Un des bruits circulant actuellement fait état d’un intérêt mutuel entre Red Bull et Fernando Alonso. Son manager ayant été vu dans le motorhome de l’équipe autrichienne, il était évident que des rumeurs allaient commencer à se répandre. Et bien qu’un vague démenti ait fait état de la présence de Luis Garcia Abad chez Red Bull pour parler d’un autre de ses pilotes, Carlos Sainz Jr, on peut difficilement imaginer que les représentants de la meilleure équipe rencontrent le manager d’un des meilleurs pilotes sans aborder le cas de la place laissée vacante par Mark Webber.

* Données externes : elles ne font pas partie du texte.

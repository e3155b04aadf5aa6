// Copyright 2025 the Trellis Authors
// SPDX-License-Identifier: Apache-2.0 OR MIT

//! Adapters to other Trellis crates.

#[cfg(feature = "tree_adapter")]
pub mod tree;
// Copyright 2025 the Trellis Authors
// SPDX-License-Identifier: Apache-2.0 OR MIT

//! Shared fixtures for session tests.

use std::cell::RefCell;
use std::fmt;
use std::rc::Rc;

use kurbo::{Point, Size};
use trellis_tree::{NodeId, WidgetDesc};

use super::System;
use crate::config::SystemConfig;
use crate::context::EventCx;
use crate::event::{ButtonState, Key, MouseButton, RawEvent};
use crate::host::{FixedViewport, NoFactory};
use crate::widget::Widget;

pub(crate) type Journal = Rc<RefCell<Vec<String>>>;

type Reaction = Box<dyn Fn(&mut EventCx<'_>)>;

/// Writes every callback it receives to a shared journal as `name:event`.
pub(crate) struct Recorder {
    name: &'static str,
    log: Journal,
    consume: bool,
    accept_drops: bool,
    reactions: Vec<(&'static str, Reaction)>,
}

impl fmt::Debug for Recorder {
    fn fmt(&self, f: &mut fmt::Formatter<'_>) -> fmt::Result {
        f.debug_struct("Recorder")
            .field("name", &self.name)
            .field("consume", &self.consume)
            .finish_non_exhaustive()
    }
}

impl Recorder {
    pub(crate) fn new(name: &'static str, log: &Journal) -> Self {
        Self {
            name,
            log: log.clone(),
            consume: false,
            accept_drops: false,
            reactions: Vec::new(),
        }
    }

    /// Report bubbling events as handled.
    pub(crate) fn consuming(mut self) -> Self {
        self.consume = true;
        self
    }

    pub(crate) fn accepting_drops(mut self) -> Self {
        self.accept_drops = true;
        self
    }

    /// Run `reaction` whenever `event` is recorded.
    pub(crate) fn on(
        mut self,
        event: &'static str,
        reaction: impl Fn(&mut EventCx<'_>) + 'static,
    ) -> Self {
        self.reactions.push((event, Box::new(reaction)));
        self
    }

    fn record(&self, cx: &mut EventCx<'_>, event: &str) {
        self.log.borrow_mut().push(format!("{}:{event}", self.name));
        for (_, reaction) in self.reactions.iter().filter(|(e, _)| *e == event) {
            reaction(cx);
        }
    }
}

impl Widget for Recorder {
    fn on_mouse_move(&mut self, cx: &mut EventCx<'_>) -> bool {
        self.record(cx, "move");
        self.consume
    }

    fn on_mouse_wheel(&mut self, cx: &mut EventCx<'_>, _delta: i32) -> bool {
        self.record(cx, "wheel");
        self.consume
    }

    fn on_mouse_button(
        &mut self,
        cx: &mut EventCx<'_>,
        _button: MouseButton,
        state: ButtonState,
    ) -> bool {
        self.record(cx, if state.is_down() { "down" } else { "up" });
        self.consume
    }

    fn on_mouse_double(&mut self, cx: &mut EventCx<'_>, _button: MouseButton) -> bool {
        self.record(cx, "double");
        self.consume
    }

    fn on_keyboard_button(&mut self, cx: &mut EventCx<'_>, _key: Key, _state: ButtonState) -> bool {
        self.record(cx, "key");
        self.consume
    }

    fn on_char(&mut self, cx: &mut EventCx<'_>, ch: char) -> bool {
        self.record(cx, &format!("char({ch})"));
        self.consume
    }

    fn on_mouse_enter(&mut self, cx: &mut EventCx<'_>) {
        self.record(cx, "enter");
    }

    fn on_mouse_leave(&mut self, cx: &mut EventCx<'_>) {
        self.record(cx, "leave");
    }

    fn on_focus_gained(&mut self, cx: &mut EventCx<'_>) {
        self.record(cx, "focus+");
    }

    fn on_focus_lost(&mut self, cx: &mut EventCx<'_>, _next: Option<NodeId>) {
        self.record(cx, "focus-");
    }

    fn on_capture_gained(&mut self, cx: &mut EventCx<'_>) {
        self.record(cx, "capture+");
    }

    fn on_capture_lost(&mut self, cx: &mut EventCx<'_>) {
        self.record(cx, "capture-");
    }

    fn on_tooltip_show(&mut self, cx: &mut EventCx<'_>) {
        self.record(cx, "tip+");
    }

    fn on_tooltip_hide(&mut self, cx: &mut EventCx<'_>) {
        self.record(cx, "tip-");
    }

    fn on_tick(&mut self, cx: &mut EventCx<'_>, _delta: f64) {
        self.record(cx, "tick");
    }

    fn on_sized(&mut self, cx: &mut EventCx<'_>, _auto_scaled: bool) {
        self.record(cx, "sized");
    }

    fn on_game_event(&mut self, cx: &mut EventCx<'_>, name: &str) -> bool {
        self.record(cx, &format!("game({name})"));
        self.consume
    }

    fn on_drop(&mut self, cx: &mut EventCx<'_>, _source: NodeId) -> bool {
        self.record(cx, "drop");
        self.accept_drops
    }
}

pub(crate) fn journal() -> Journal {
    Journal::default()
}

/// Drain the journal.
pub(crate) fn take(log: &Journal) -> Vec<String> {
    core::mem::take(&mut *log.borrow_mut())
}

/// An 800x600 session without a menu layout.
pub(crate) fn session() -> System {
    session_with(SystemConfig::default())
}

pub(crate) fn session_with(config: SystemConfig) -> System {
    let viewport = FixedViewport::new(Size::new(800.0, 600.0));
    System::new(viewport, NoFactory, config.with_menu_layout(None::<String>))
        .expect("system widgets are always constructible")
}

pub(crate) fn rect(name: &str, x: f64, y: f64, w: f64, h: f64) -> WidgetDesc {
    WidgetDesc::new(name).at(Point::new(x, y), Size::new(w, h))
}

pub(crate) fn move_to(gui: &mut System, x: f64, y: f64) -> bool {
    gui.handle_event(RawEvent::MouseMove { x, y })
}

pub(crate) fn left(gui: &mut System, state: ButtonState) -> bool {
    gui.handle_event(RawEvent::MouseButton {
        button: MouseButton::Left,
        state,
    })
}

pub(crate) fn key(gui: &mut System, key: Key, state: ButtonState) -> bool {
    gui.handle_event(RawEvent::Keyboard { key, state })
}
impl System {
    /// Start a session and build the initial tree.
    ///
    /// Fails only if a permanent system widget cannot be created.
    pub fn new(
        viewport: impl Viewport + 'static,
        factory: impl WidgetFactory + 'static,
        config: SystemConfig,
    ) -> Result<Self> {
        info!(target: "trellis::system", "GUI system initialization started");
        let mut viewport: Box<dyn Viewport> = Box::new(viewport);
        viewport.set_auto_scale(config.auto_scale);
        let mut tree = Tree::new();
        let mut widgets = HashMap::new();
        let nodes = install_system_widgets(&mut tree, &mut widgets, viewport.size())?;
        let mut system = Self {
            tree,
            widgets,
            root: nodes.root,
            drag_ghost: nodes.drag_ghost,
            tooltip: nodes.tooltip,
            menu: nodes.menu,
            slots: InputSlots::new(),
            hover: Hover::new(),
            drag: DragState::with_threshold(config.drag_threshold),
            tooltip_timer: TooltipTimer::with_timing(config.tooltip_delay, config.tooltip_lifetime),
            ticks: TickRegistry::new(),
            modifiers: Modifiers::empty(),
            cursor: Point::ZERO,
            config,
            requests: VecDeque::new(),
            applying: false,
            viewport,
            factory: Box::new(factory),
            scripts: None,
        };
        info!(target: "trellis::system", "GUI system initialization ended");
        system.load_menu_layout();
        info!(target: "trellis::system", "GUI subsystem is ready");
        Ok(system)
    }

    /// Attach a scripting binding.
    pub fn set_script_host(&mut self, host: impl ScriptHost + 'static) {
        self.scripts = Some(Box::new(host));
    }

    /// Rebuild the tree from scratch and clear all interaction state.
    ///
    /// Every previously issued [`NodeId`] becomes stale. Held system keys and
    /// the cursor position survive.
    pub fn reset(&mut self) -> Result<()> {
        info!(target: "trellis::system", "resetting widget tree");
        self.tree.clear();
        self.widgets.clear();
        self.ticks.clear();
        self.slots.clear();
        self.hover.clear();
        self.drag.reset();
        self.tooltip_timer.disarm();
        self.requests.clear();
        let size = self.viewport.size();
        let nodes = install_system_widgets(&mut self.tree, &mut self.widgets, size)?;
        self.root = nodes.root;
        self.drag_ghost = nodes.drag_ghost;
        self.tooltip = nodes.tooltip;
        self.menu = nodes.menu;
        self.load_menu_layout();
        info!(target: "trellis::system", "GUI subsystem is ready");
        Ok(())
    }

    /// Send `"On_Init"` to the root widget.
    pub fn init(&mut self) -> bool {
        self.send_game_event(self.root, "On_Init")
    }

    /// Deliver a named game event to one widget.
    pub fn send_game_event(&mut self, widget: NodeId, name: &str) -> bool {
        self.call(widget, |w, cx| w.on_game_event(cx, name))
            .unwrap_or(false)
    }

    /// Run a script file through the attached script host.
    ///
    /// Failures are logged, not returned.
    pub fn execute_script(&mut self, path: &str) -> bool {
        let Some(host) = self.scripts.as_mut() else {
            error!(target: "trellis::script", path, "no script host attached");
            return false;
        };
        match host.execute_file(path) {
            Ok(()) => true,
            Err(message) => {
                error!(target: "trellis::script", path, %message, "unable to execute script");
                false
            }
        }
    }

    /// Insert a widget as the topmost child of `parent`.
    pub fn add_widget(
        &mut self,
        parent: NodeId,
        desc: WidgetDesc,
        widget: impl Widget,
    ) -> Result<NodeId> {
        self.install(parent, WidgetTemplate::new(desc, widget))
    }

    /// Insert a template tree as the topmost child of `parent`.
    ///
    /// Nothing is left behind if any node of the template is rejected.
    pub fn install(&mut self, parent: NodeId, template: WidgetTemplate) -> Result<NodeId> {
        let WidgetTemplate {
            desc,
            widget,
            children,
        } = template;
        let id = self.tree.insert_child(parent, desc)?;
        self.widgets.insert(id, widget);
        for child in children {
            if let Err(err) = self.install(id, child) {
                self.remove_subtree(id);
                return Err(err);
            }
        }
        Ok(id)
    }

    /// Ask the factory for a widget of `kind` and add it under `parent`.
    ///
    /// Returns `None` if the factory does not know `kind` or the widget cannot
    /// be placed.
    pub fn create_widget(&mut self, parent: NodeId, name: &str, kind: &str) -> Option<NodeId> {
        if !self.tree.is_alive(parent) {
            return None;
        }
        let Some(template) = self.factory.create(kind, name) else {
            debug!(target: "trellis::system", name, kind, "factory has no such widget kind");
            return None;
        };
        match self.install(parent, template) {
            Ok(id) => Some(id),
            Err(err) => {
                warn!(target: "trellis::system", name, kind, %err, "couldn't add widget");
                None
            }
        }
    }

    /// Load a layout through the factory and add it under `parent`.
    ///
    /// Load failures are logged as warnings and yield `None`.
    pub fn load_layout(&mut self, parent: NodeId, path: &str) -> Option<NodeId> {
        info!(target: "trellis::system", path, "loading layout");
        let template = match self.factory.load(path) {
            Ok(template) => template,
            Err(err) => {
                warn!(target: "trellis::system", path, %err, "layout failed to load");
                return None;
            }
        };
        match self.install(parent, template) {
            Ok(id) => {
                info!(target: "trellis::system", path, "layout successfully loaded");
                Some(id)
            }
            Err(err) => {
                warn!(target: "trellis::system", path, %err, "layout failed to load");
                None
            }
        }
    }

    /// Remove a widget and its subtree.
    ///
    /// Focus, capture, exclusive input, hover, tick subscriptions, and a drag
    /// referring to removed widgets are dropped silently. The root and the
    /// system widgets cannot be removed; returns `false` for them and for
    /// stale ids.
    pub fn remove_widget(&mut self, id: NodeId) -> bool {
        if self.is_permanent(id) || !self.tree.is_alive(id) {
            return false;
        }
        self.remove_subtree(id);
        true
    }

    fn remove_subtree(&mut self, id: NodeId) {
        let removed = self.tree.remove(id);
        if removed.is_empty() {
            return;
        }
        for node in &removed {
            self.widgets.remove(node);
        }
        let tree = &self.tree;
        let dead = |n: NodeId| !tree.is_alive(n);
        self.slots.clear_if(dead);
        self.hover.clear_if(dead);
        self.ticks.forget(dead);
        let drag_lost = self.drag.source().is_some_and(dead);
        let tooltip_lost = self
            .system_widget::<TooltipWidget>(self.tooltip)
            .and_then(TooltipWidget::owner)
            .is_some_and(dead);

        if tooltip_lost || (self.hover.current().is_none() && self.tooltip_timer.is_armed()) {
            self.tooltip_timer.disarm();
            self.hide_tooltip(false);
        }
        if drag_lost {
            self.drag.reset();
            if let Some(ghost) = self.system_widget_mut::<DragGhost>(self.drag_ghost) {
                ghost.reset();
            }
            self.tree.set_flag(self.drag_ghost, WidgetFlags::VISIBLE, false);
        }
        debug!(target: "trellis::system", count = removed.len(), "removed widgets");
    }

    fn is_permanent(&self, id: NodeId) -> bool {
        [self.root, self.drag_ghost, self.tooltip, self.menu].contains(&id)
    }

    fn load_menu_layout(&mut self) {
        if let Some(path) = self.config.menu_layout.clone() {
            self.load_layout(self.menu, &path);
        }
    }

    /// Look a widget up by name anywhere below the root.
    pub fn find(&self, name: &str) -> Option<NodeId> {
        self.tree.find(self.root, name)
    }

    /// The topmost hittable widget at `point`, if any.
    pub fn target_at(&self, point: Point) -> Option<NodeId> {
        let widgets = &self.widgets;
        self.tree
            .resolve_target_with(self.root, point, |id, pt, bounds| match widgets.get(&id) {
                Some(widget) => widget.hit_test(pt, bounds),
                None => bounds.contains(pt),
            })
    }

    /// Behavior of a widget, downcast to its concrete type.
    pub fn widget<T: Widget>(&self, id: NodeId) -> Option<&T> {
        self.system_widget(id)
    }

    /// Mutable behavior of a widget, downcast to its concrete type.
    pub fn widget_mut<T: Widget>(&mut self, id: NodeId) -> Option<&mut T> {
        self.system_widget_mut(id)
    }

    fn system_widget<T: Widget>(&self, id: NodeId) -> Option<&T> {
        self.widgets.get(&id).and_then(|w| downcast_ref::<T>(w.as_ref()))
    }

    fn system_widget_mut<T: Widget>(&mut self, id: NodeId) -> Option<&mut T> {
        self.widgets
            .get_mut(&id)
            .and_then(|w| downcast_mut::<T>(w.as_mut()))
    }

    /// The widget tree.
    pub fn tree(&self) -> &Tree {
        &self.tree
    }

    /// Set or clear flags on a widget, scheduling a repaint.
    pub fn set_flag(&mut self, id: NodeId, flags: WidgetFlags, on: bool) {
        self.tree.set_flag(id, flags, on);
        self.tree.invalidate(id);
    }

    /// Move or resize a widget (parent-relative), scheduling repaints.
    pub fn set_bounds(&mut self, id: NodeId, bounds: Rect) {
        self.tree.invalidate(id);
        self.tree.set_bounds(id, bounds);
        self.tree.invalidate(id);
    }

    /// Drain repaint damage.
    pub fn take_damage(&mut self) -> Damage {
        self.tree.take_damage()
    }

    /// The session root.
    pub fn root(&self) -> NodeId {
        self.root
    }

    /// The drag ghost node.
    pub fn drag_ghost(&self) -> NodeId {
        self.drag_ghost
    }

    /// The tooltip node.
    pub fn tooltip(&self) -> NodeId {
        self.tooltip
    }

    /// The context menu node.
    pub fn menu(&self) -> NodeId {
        self.menu
    }

    /// Keyboard focus holder.
    pub fn focus(&self) -> Option<NodeId> {
        self.live(self.slots.focus())
    }

    /// Pointer capture holder.
    pub fn capture(&self) -> Option<NodeId> {
        self.live(self.slots.capture())
    }

    /// Exclusive-input widget.
    pub fn exclusive(&self) -> Option<NodeId> {
        self.live(self.slots.exclusive())
    }

    /// The widget containing the mouse.
    pub fn contains_mouse(&self) -> Option<NodeId> {
        self.live(self.hover.current())
    }

    /// Returns `true` while a press is armed for dragging or a drag runs.
    pub fn is_dragging(&self) -> bool {
        self.drag.is_armed()
    }

    /// Returns `true` once a drag has started.
    pub fn is_drag_fired(&self) -> bool {
        self.drag.is_fired()
    }

    /// Returns `true` if any of `keys` is held.
    pub fn is_sys_key_pressed(&self, keys: Modifiers) -> bool {
        self.modifiers.intersects(keys)
    }

    /// Held system keys.
    pub fn modifiers(&self) -> Modifiers {
        self.modifiers
    }

    /// Last cursor position.
    pub fn cursor(&self) -> Point {
        self.cursor
    }

    /// Returns `true` if the mouse is over some widget other than the root.
    pub fn is_mouse_in_gui(&self) -> bool {
        self.contains_mouse().is_some_and(|w| w != self.root)
    }

    /// Returns `true` if `point` would land on a widget, or if exclusive
    /// input mode swallows everything anyway.
    pub fn is_mouse_in_gui_at(&self, point: Point) -> bool {
        if self.exclusive().is_some() {
            return true;
        }
        self.target_at(point).is_some_and(|w| w != self.root)
    }

    /// Active configuration.
    pub fn config(&self) -> &SystemConfig {
        &self.config
    }

    /// Change the hover delay.
    pub fn set_tooltip_delay(&mut self, delay: f64) {
        self.config.tooltip_delay = delay;
        self.tooltip_timer.delay = delay;
    }

    /// Change how long tooltips stay up.
    pub fn set_tooltip_lifetime(&mut self, lifetime: f64) {
        self.config.tooltip_lifetime = lifetime;
        self.tooltip_timer.lifetime = lifetime;
    }

    /// Change the drag threshold.
    pub fn set_drag_threshold(&mut self, threshold: f64) {
        self.config.drag_threshold = threshold;
        self.drag.threshold = threshold;
    }

    /// Turn renderer scaling on or off and refit the root.
    pub fn set_auto_scale(&mut self, auto_scale: bool) {
        self.config.auto_scale = auto_scale;
        self.viewport.set_auto_scale(auto_scale);
        let size = self.viewport.size();
        self.tree.set_size(self.root, size);
        self.call(self.root, |w, cx| w.on_sized(cx, true));
    }

    /// Resize the root.
    pub fn update_size(&mut self, size: Size) {
        self.tree.set_size(self.root, size);
        self.call(self.root, |w, cx| w.on_sized(cx, false));
    }

    fn live(&self, id: Option<NodeId>) -> Option<NodeId> {
        id.filter(|&n| self.tree.is_alive(n))
    }
}
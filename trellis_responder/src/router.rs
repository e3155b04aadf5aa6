// Copyright 2025 the Trellis Authors
// SPDX-License-Identifier: Apache-2.0 OR MIT

//! Target selection and propagation paths.
//!
//! Routing is a strict precedence:
//!
//! 1. An exclusive-input widget receives everything, alone.
//! 2. Otherwise the capture holder is the start of bubbling.
//! 3. Otherwise the preferred target (the widget under the pointer for
//!    pointer events, the focus holder for keyboard events).
//! 4. Otherwise the root.
//!
//! The router does not hit test; callers resolve the preferred target first.

use alloc::vec::Vec;

use crate::types::ParentLookup;

/// Where an event goes.
#[derive(Copy, Clone, Debug, PartialEq, Eq)]
pub enum Route<K> {
    /// Deliver to this node only, with no bubbling.
    Exclusive(K),
    /// Deliver to this node, then to each ancestor until handled.
    Bubble(K),
}

impl<K: Copy> Route<K> {
    /// The first node that receives the event.
    pub fn target(&self) -> K {
        match *self {
            Self::Exclusive(k) | Self::Bubble(k) => k,
        }
    }
}

/// Pick the route for an event.
///
/// ```
/// use trellis_responder::router::{Route, route};
///
/// assert_eq!(route(Some(9), Some(1), Some(2), 0), Route::Exclusive(9));
/// assert_eq!(route(None, Some(1), Some(2), 0), Route::Bubble(1));
/// assert_eq!(route(None, None, Some(2), 0), Route::Bubble(2));
/// assert_eq!(route::<u32>(None, None, None, 0), Route::Bubble(0));
/// ```
pub fn route<K>(
    exclusive: Option<K>,
    capture: Option<K>,
    preferred: Option<K>,
    root: K,
) -> Route<K> {
    match exclusive {
        Some(k) => Route::Exclusive(k),
        None => Route::Bubble(bubble_start(capture, preferred, root)),
    }
}

/// The bubbling start node, ignoring exclusive mode.
pub fn bubble_start<K>(capture: Option<K>, preferred: Option<K>, root: K) -> K {
    capture.or(preferred).unwrap_or(root)
}

/// Build the target → root propagation path for `start`.
///
/// The walk is capped at `limit` nodes so a corrupt parent lookup cannot loop.
pub fn propagation_path<K: Copy + Eq>(
    start: K,
    parents: &impl ParentLookup<K>,
    limit: usize,
) -> Vec<K> {
    let mut path = Vec::new();
    let mut cur = Some(start);
    while let Some(k) = cur {
        if path.len() >= limit || path.contains(&k) {
            break;
        }
        path.push(k);
        cur = parents.parent_of(&k);
    }
    path
}
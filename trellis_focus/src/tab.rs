// Copyright 2025 the Trellis Authors
// SPDX-License-Identifier: Apache-2.0 OR MIT

//! Tab-stop search over the widget tree.

use trellis_tree::{NodeId, Tree, WidgetFlags};

/// Direction of keyboard focus cycling.
#[derive(Copy, Clone, Debug, PartialEq, Eq, Hash)]
pub enum Navigation {
    /// Tab: forward through siblings in z-order.
    Next,
    /// Shift+Tab: backward through siblings in z-order.
    Prev,
}

/// Find the tab stop after (or before) `origin` among its siblings.
///
/// Siblings are visited in `nav` order with wrap-around, each at most once. A
/// sibling that is not itself a tab stop is searched for an eligible
/// descendant, visiting children in the same direction. Returns `origin`
/// when no other candidate exists, or when `origin` is a root or stale.
///
/// A node is eligible when it has [`WidgetFlags::TAB_STOP`],
/// [`WidgetFlags::VISIBLE`], and [`WidgetFlags::ENABLED`]. Hidden or disabled
/// subtrees are not entered.
///
/// ```
/// use trellis_focus::{Navigation, next_tab_stop};
/// use trellis_tree::{Tree, WidgetDesc, WidgetFlags};
///
/// let mut tree = Tree::new();
/// let root = tree.insert(WidgetDesc::new("root"));
/// let stop = |name| WidgetDesc::new(name).with_flags(WidgetFlags::TAB_STOP);
/// let a = tree.insert_child(root, stop("a")).unwrap();
/// let _label = tree.insert_child(root, WidgetDesc::new("label")).unwrap();
/// let c = tree.insert_child(root, stop("c")).unwrap();
///
/// assert_eq!(next_tab_stop(&tree, a, Navigation::Next), c);
/// assert_eq!(next_tab_stop(&tree, c, Navigation::Next), a);
/// assert_eq!(next_tab_stop(&tree, a, Navigation::Prev), c);
/// ```
pub fn next_tab_stop(tree: &Tree, origin: NodeId, nav: Navigation) -> NodeId {
    let step = |id| match nav {
        Navigation::Next => tree.next_sibling(id),
        Navigation::Prev => tree.prev_sibling(id),
    };
    let Some(parent) = tree.parent_of(origin) else {
        return origin;
    };
    // Visit each sibling at most once.
    let mut remaining = tree.children_of(parent).len();
    let mut cursor = origin;
    while remaining > 1 {
        remaining -= 1;
        let Some(candidate) = step(cursor) else {
            break;
        };
        if candidate == origin {
            break;
        }
        if is_eligible(tree, candidate) {
            return candidate;
        }
        if let Some(found) = first_in_subtree(tree, candidate, nav) {
            return found;
        }
        cursor = candidate;
    }
    origin
}

/// Returns `true` if `id` can take focus through keyboard cycling.
pub fn is_eligible(tree: &Tree, id: NodeId) -> bool {
    tree.has_flags(
        id,
        WidgetFlags::TAB_STOP | WidgetFlags::VISIBLE | WidgetFlags::ENABLED,
    )
}

fn first_in_subtree(tree: &Tree, id: NodeId, nav: Navigation) -> Option<NodeId> {
    if !tree.has_flags(id, WidgetFlags::VISIBLE | WidgetFlags::ENABLED) {
        return None;
    }
    let children = tree.children_of(id);
    let mut visit = |&child: &NodeId| {
        if is_eligible(tree, child) {
            Some(child)
        } else {
            first_in_subtree(tree, child, nav)
        }
    };
    match nav {
        Navigation::Next => children.iter().find_map(&mut visit),
        Navigation::Prev => children.iter().rev().find_map(&mut visit),
    }
}
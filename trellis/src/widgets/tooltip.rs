// Copyright 2025 the Trellis Authors
// SPDX-License-Identifier: Apache-2.0 OR MIT

use trellis_tree::NodeId;

use crate::widget::Widget;

/// The shared tooltip popup.
///
/// The session shows it for the hovered widget once the hover delay elapses;
/// the owner fills in content from its `on_tooltip_show` callback.
#[derive(Clone, Debug, Default)]
pub struct TooltipWidget {
    owner: Option<NodeId>,
}

impl TooltipWidget {
    /// Widget whose tooltip is up.
    pub fn owner(&self) -> Option<NodeId> {
        self.owner
    }

    /// Returns `true` while showing a tooltip.
    pub fn is_shown(&self) -> bool {
        self.owner.is_some()
    }

    pub(crate) fn show(&mut self, owner: NodeId) {
        self.owner = Some(owner);
    }

    pub(crate) fn reset(&mut self) {
        self.owner = None;
    }
}

impl Widget for TooltipWidget {}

Cette place était jusqu’alors annoncée comme un duel entre Kimi Raikkonen, champion du monde 2007, actuel deuxième du classement, et parfois lassé de sa collaboration avec Lotus, et Daniel Ricciardo, actuel pilote Toro Rosso et voué, selon le rôle de son équipe, à piloter pour Red Bull.
Il faudrait cependant être naïf pour penser qu’aucun autre pilote ne tenterait sa chance, et bien que certains décisionnaires de Red Bull aient déclaré que le poste se jouerait entre les deux précédemment cités, la déclaration de Christian Horner a confirmé en deux phrases ce que nous imaginions tous, Red Bull ne laissera pas de côté une très bonne option.
« Notre situation est claire, nous voulons l’équipe la plus forte » a d’abord déclaré Horner, avant d’ajouter : « Il n’y a jamais eu de pression pour que nous prenions un pilote junior ».
Des déclarations qui sonnent comme une évidence quand Kimi Raikkonen apparaît sur la liste potentielle des remplaçants à Webber, mais qui a le mérite de rendre ouvertes les candidatures pour obtenir un volant dans l’équipe qui domine depuis le début de notre décennie. Ces déclarations faisant écho aux images du manager d’Alonso en entretien avec Horner, la possibilité est sérieusement évoquée.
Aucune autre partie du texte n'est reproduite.